Tous ces gens s'échappaient du massacre et de l'incendie : on voyait la fumée des maisons où les hussards mettaient le feu, à deux lieues de nous. A cet endroit, la Loire a une petite île, plus près de Saint-Florent que de Varades ; il y avait une vingtaine de bateaux; les Vendéens se précipitèrent dedans ; d'autres passaient à la nage, ou sur les chevaux qu'un gué conduisait jusqu'à l'île. Cette île et les deux bords de la Loire étaient remplis de monde; chacun s'appelait, se culbutait; ceux qui étaient à Saint-Florent tendaient les bras aux autres ; il semblait que le fleuve une fois passé, toutes nos peines seraient finies. La plupart des officiers étaient sur la rive, tâchant de retenir les soldats, mais ceux-ci n'écoutaient rien. »

Combien sont-ils à avoir ainsi franchi le fleuve ?

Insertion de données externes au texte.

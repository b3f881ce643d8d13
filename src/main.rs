//! romsync CLI
//!
//! Copy files matching a known-good SHA-256 catalog out of a collection.

mod logging;

use std::path::PathBuf;
use std::process::ExitCode;
use std::time::Duration;

use clap::{Parser, Subcommand};
use indicatif::{ProgressBar, ProgressStyle};
use tracing::info;

use romsync::catalog::load_catalog;
use romsync::config::{RunConfig, DEFAULT_CATALOG, DEFAULT_DESTINATION, DEFAULT_REPORT};
use romsync::reconcile::{reconcile, reconcile_with_progress, RunContext};
use romsync::report::{format_catalog, format_report, write_problem_report};
use romsync::types::OutputFormat;
use romsync::Error;

/// Exit status for a run that finished but left entries unresolved.
const EXIT_INCOMPLETE: u8 = 2;

#[derive(Parser)]
#[command(name = "romsync")]
#[command(about = "Collect files matching a known-good SHA-256 catalog")]
#[command(version)]
struct Cli {
    /// Output verbose debugging info
    #[arg(short, long, global = true)]
    verbose: bool,

    #[command(subcommand)]
    command: Commands,
}

#[derive(Subcommand)]
enum Commands {
    /// Copy catalogued files from a collection into the destination
    Sync {
        /// Collection to search (searched recursively)
        #[arg(short, long)]
        source: PathBuf,

        /// Destination folder
        #[arg(short, long, default_value = DEFAULT_DESTINATION)]
        destination: PathBuf,

        /// Known-good checksum list
        #[arg(short, long, default_value = DEFAULT_CATALOG)]
        catalog: PathBuf,

        /// Overwrite destination files whose content is wrong
        #[arg(short, long)]
        force: bool,

        /// Write missing and mismatched entries to the report file
        #[arg(short, long)]
        missing: bool,

        /// Report file used with --missing
        #[arg(long, default_value = DEFAULT_REPORT)]
        report_path: PathBuf,

        /// Decide everything but write nothing to the destination
        #[arg(long)]
        dry_run: bool,

        /// Output format
        #[arg(long, value_enum, default_value = "human")]
        format: OutputFormatArg,
    },

    /// List the entries of a checksum catalog
    Catalog {
        /// Known-good checksum list
        #[arg(short, long, default_value = DEFAULT_CATALOG)]
        catalog: PathBuf,

        /// Output format
        #[arg(long, value_enum, default_value = "human")]
        format: OutputFormatArg,
    },
}

#[derive(Clone, Copy, clap::ValueEnum)]
enum OutputFormatArg {
    Human,
    Json,
}

impl From<OutputFormatArg> for OutputFormat {
    fn from(arg: OutputFormatArg) -> Self {
        match arg {
            OutputFormatArg::Human => OutputFormat::Human,
            OutputFormatArg::Json => OutputFormat::Json,
        }
    }
}

fn main() -> ExitCode {
    let cli = Cli::parse();
    logging::init_logging(cli.verbose);

    let result = match cli.command {
        Commands::Sync {
            source,
            destination,
            catalog,
            force,
            missing,
            report_path,
            dry_run,
            format,
        } => {
            let config = RunConfig {
                source_root: source,
                destination_root: destination,
                catalog_path: catalog,
                report_path,
                generate_missing_report: missing,
                force_overwrite: force,
                dry_run,
            };
            cmd_sync(config, format.into())
        }
        Commands::Catalog { catalog, format } => cmd_catalog(catalog, format.into()),
    };

    match result {
        Ok(code) => code,
        Err(e) => {
            eprintln!("Error: {}", e);
            ExitCode::FAILURE
        }
    }
}

// ============================================================================
// PROGRESS HELPERS
// ============================================================================

fn spinner(msg: &str) -> ProgressBar {
    let pb = ProgressBar::new_spinner();
    pb.set_style(
        ProgressStyle::default_spinner()
            .template("{spinner:.cyan} {msg}")
            .expect("static spinner template"),
    );
    pb.set_message(msg.to_string());
    pb.enable_steady_tick(Duration::from_millis(100));
    pb
}

fn progress_bar(total: u64, msg: &str) -> ProgressBar {
    let pb = ProgressBar::new(total);
    pb.set_style(
        ProgressStyle::default_bar()
            .template("{spinner:.green} [{bar:40.cyan/blue}] {pos}/{len} {msg}")
            .expect("static progress template")
            .progress_chars("█▓░"),
    );
    pb.set_message(msg.to_string());
    pb
}

// ============================================================================
// COMMAND HANDLERS
// ============================================================================

fn cmd_sync(config: RunConfig, format: OutputFormat) -> Result<ExitCode, Error> {
    let show_progress = format == OutputFormat::Human;

    // Phase 1: catalog, destination, source index
    let ctx = if show_progress {
        let sp = spinner("Indexing source files...");
        let result = RunContext::prepare_with_progress(config, |scanned| {
            sp.set_message(format!("Scanned {} files...", scanned));
        });
        match result {
            Ok(ctx) => {
                sp.finish_with_message(format!(
                    "Scanned {} files, {} of {} catalogued names found",
                    ctx.index.scanned,
                    ctx.index.len(),
                    ctx.catalog.len()
                ));
                ctx
            }
            Err(e) => {
                sp.finish_and_clear();
                return Err(e);
            }
        }
    } else {
        RunContext::prepare(config)?
    };

    // Phase 2: per-entry reconciliation
    let report = if show_progress {
        let pb = progress_bar(ctx.catalog.len() as u64, "Checking...");
        let report = reconcile_with_progress(&ctx, |_, entry| {
            pb.set_message(entry.name.clone());
            pb.inc(1);
        });
        pb.finish_with_message("Done");
        report
    } else {
        reconcile(&ctx)
    };

    let output = format_report(&report, format);
    print!("{}", output);
    if !output.ends_with('\n') {
        println!();
    }

    if ctx.config.generate_missing_report {
        write_problem_report(&report, &ctx.config.report_path)?;
        info!(path = %ctx.config.report_path.display(), "Wrote problem report");
    }

    if report.summary().is_complete() {
        Ok(ExitCode::SUCCESS)
    } else {
        Ok(ExitCode::from(EXIT_INCOMPLETE))
    }
}

fn cmd_catalog(path: PathBuf, format: OutputFormat) -> Result<ExitCode, Error> {
    let catalog = load_catalog(&path)?;

    let output = format_catalog(&catalog, format);
    print!("{}", output);
    if !output.ends_with('\n') {
        println!();
    }

    Ok(ExitCode::SUCCESS)
}
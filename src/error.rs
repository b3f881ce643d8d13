//! Error types for romsync.
//!
//! The first four variants are fatal and abort a run before any entry is
//! processed. `UnreadableFile` and `WriteFailure` are per-entry: the engine
//! folds them into an [`Outcome`](crate::types::Outcome) and carries on.

use std::io;
use std::path::PathBuf;

/// Result type for romsync operations
pub type Result<T> = std::result::Result<T, Error>;

#[derive(Debug, thiserror::Error)]
pub enum Error {
    #[error("Catalog unavailable at {path}: {source}")]
    CatalogUnavailable {
        path: PathBuf,
        #[source]
        source: io::Error,
    },

    #[error("Source root unavailable at {path}: {reason}")]
    SourceRootUnavailable { path: PathBuf, reason: String },

    #[error("Destination unavailable at {path}: {source}")]
    DestinationUnavailable {
        path: PathBuf,
        #[source]
        source: io::Error,
    },

    #[error("Could not write report to {path}: {source}")]
    ReportUnwritable {
        path: PathBuf,
        #[source]
        source: io::Error,
    },

    #[error("Invalid configuration: {0}")]
    InvalidConfig(String),

    #[error("Unreadable file {path}: {source}")]
    UnreadableFile {
        path: PathBuf,
        #[source]
        source: io::Error,
    },

    #[error("Write failed at {path}: {source}")]
    WriteFailure {
        path: PathBuf,
        #[source]
        source: io::Error,
    },
}

impl Error {
    pub fn unreadable(path: impl Into<PathBuf>, source: io::Error) -> Self {
        Self::UnreadableFile {
            path: path.into(),
            source,
        }
    }

    pub fn write_failure(path: impl Into<PathBuf>, source: io::Error) -> Self {
        Self::WriteFailure {
            path: path.into(),
            source,
        }
    }
}
use serde::{Deserialize, Serialize};

#[derive(Debug, Serialize, Deserialize, Clone, Copy, PartialEq, Default)]
pub struct LatLong {
    pub lat: f64,
    pub long: f64,
}

impl LatLong {
    pub fn new(lat: f64, long: f64) -> Self {
        Self { lat, long }
    }

    /// Finite and inside the WGS84 degree ranges.
    pub fn is_valid(&self) -> bool {
        self.lat.is_finite()
            && self.long.is_finite()
            && (-90.0..=90.0).contains(&self.lat)
            && (-180.0..=180.0).contains(&self.long)
    }

    /// Exact coordinate equality, no tolerance.
    pub fn same_position(&self, other: &LatLong) -> bool {
        self.lat == other.lat && self.long == other.long
    }
}

#[derive(Debug, Serialize, Deserialize, Clone, Copy, PartialEq, Default)]
pub struct MapBounds {
    pub north_east: LatLong,
    pub south_west: LatLong,
}

impl MapBounds {
    /// Tight bounds around every position, `None` for an empty slice.
    pub fn around(positions: &[LatLong]) -> Option<Self> {
        let first = positions.first()?;
        let mut bounds = MapBounds {
            north_east: *first,
            south_west: *first,
        };
        for pos in &positions[1..] {
            bounds.north_east.lat = bounds.north_east.lat.max(pos.lat);
            bounds.north_east.long = bounds.north_east.long.max(pos.long);
            bounds.south_west.lat = bounds.south_west.lat.min(pos.lat);
            bounds.south_west.long = bounds.south_west.long.min(pos.long);
        }
        Some(bounds)
    }

    pub fn padded(center: LatLong, degrees: f64) -> Self {
        MapBounds {
            north_east: LatLong::new(center.lat + degrees, center.long + degrees),
            south_west: LatLong::new(center.lat - degrees, center.long - degrees),
        }
    }

    pub fn contains(&self, pos: &LatLong) -> bool {
        (self.south_west.lat..=self.north_east.lat).contains(&pos.lat)
            && (self.south_west.long..=self.north_east.long).contains(&pos.long)
    }
}

/// A geocoded place accepted from the place lookup.
#[derive(Debug, Serialize, Deserialize, Clone, PartialEq)]
pub struct Point {
    pub id: Option<String>,
    pub coordinates: LatLong,
    pub label: String,
    pub title: Option<String>,
}

impl Point {
    pub fn new(lat: f64, long: f64, label: impl Into<String>) -> Self {
        Point {
            id: None,
            coordinates: LatLong::new(lat, long),
            label: label.into(),
            title: None,
        }
    }

    pub fn with_id(mut self, id: impl Into<String>) -> Self {
        self.id = Some(id.into());
        self
    }

    pub fn with_title(mut self, title: impl Into<String>) -> Self {
        self.title = Some(title.into());
        self
    }

    pub fn same_position(&self, other: &Point) -> bool {
        self.coordinates.same_position(&other.coordinates)
    }
}

#[derive(Debug, Serialize, Deserialize, Clone, Copy, PartialEq, Eq, Hash, PartialOrd, Ord)]
#[serde(rename_all = "kebab-case")]
pub enum MarkerRole {
    Address,
    Candidate,
    MostCentral,
    Centroid,
}

#[derive(Debug, Serialize, Clone, Copy, PartialEq, Eq)]
pub struct PinStyle {
    pub background: &'static str,
    pub border: &'static str,
    pub glyph: &'static str,
}

impl MarkerRole {
    pub const ALL: [MarkerRole; 4] = [
        MarkerRole::Address,
        MarkerRole::Candidate,
        MarkerRole::MostCentral,
        MarkerRole::Centroid,
    ];

    pub fn pin_style(&self) -> PinStyle {
        match self {
            MarkerRole::Address => PinStyle {
                background: "#ea4335",
                border: "#c5221f",
                glyph: "#b31412",
            },
            MarkerRole::Candidate => PinStyle {
                background: "#4285f4",
                border: "#357ae8",
                glyph: "#2a56c6",
            },
            MarkerRole::MostCentral => PinStyle {
                background: "#34a853",
                border: "#2c8f47",
                glyph: "#22733e",
            },
            MarkerRole::Centroid => PinStyle {
                background: "#fbbc05",
                border: "#e9ab04",
                glyph: "#c98f02",
            },
        }
    }

    pub fn legend(&self) -> &'static str {
        match self {
            MarkerRole::Address => "Addresses",
            MarkerRole::Candidate => "Potential Centrals",
            MarkerRole::MostCentral => "Most Central",
            MarkerRole::Centroid => "Geographical Center",
        }
    }
}

#[derive(Debug, Serialize, Deserialize, Clone, PartialEq)]
pub struct MarkerInstruction {
    pub coordinates: LatLong,
    pub role: MarkerRole,
    pub title: String,
}

/// Where the renderer should fit the map after placing markers.
#[derive(Debug, Serialize, Deserialize, Clone, Copy, PartialEq)]
pub struct Viewport {
    pub bounds: MapBounds,
    pub padding_px: u32,
    pub max_zoom: Option<u8>,
}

Au malheureux Lescure lui murmurant : « Si je tenais le jean-foutre qui nous fait passer la Loire, j'utiliserais mes dernières forces pour lui brûler la cervelle », La Rochejaquelein aurait pu répliquer que c'est tous les Vendéens qu'il aurait alors fallu tuer sur place. Combien sont-ils à avoir ainsi franchi le fleuve ?
Soixante-dix mille à cent mille, si l'on en croit Victoire de Donnissan, dont, précise-t-elle, vingt mille sont des non-combattants. Kléber parle, de son côté, de soixante mille combattants, sans comprendre prêtres, femmes et enfants. Le nombre total, impossible à fixer avec précision, doit se situer entre soixante et quatre-vingt mille personnes ; celui des combattants effectifs, de valeur d'ailleurs très inégale, entre trente et quarante mille.
bas
L'instant de grâce

Reste à s’occuper du sort des 4 à 5 000 prisonniers républicains
que les vaincus ont emmenés à leur suite. Enfermés dans l’église abbatiale de Saint-Florent, ils semblent promis au massacre. Les Vendéens veulent en effet leur réserver un mauvais parti, en
représailles des ravages commis par les Bleus depuis des semaines à travers la Vendée militaire, mais aussi pour ne pas les laisser derrière eux une fois passée la Loire.

Transporté dans une maison de Saint-Florent, Bonchamps,
mortellement blessé à Cholet, est informé de ce qui se prépare. Il charge D’Autichamp d’un courrier dans lequel il demande à ses compagnons d’armes la grâce des prisonniers : « Ce sera sûrement le dernier ordre que je vous donnerai, laissez-moi l’assurance qu’il sera exécuté. ».
Le chef des compagnies angevines, arrivé avant
qu’il ne soit trop tard, délivre son message, puis s’exclame :
« Bonchamps le veut ! Bonchamps l’ordonne ! » Il obtient gain de cause.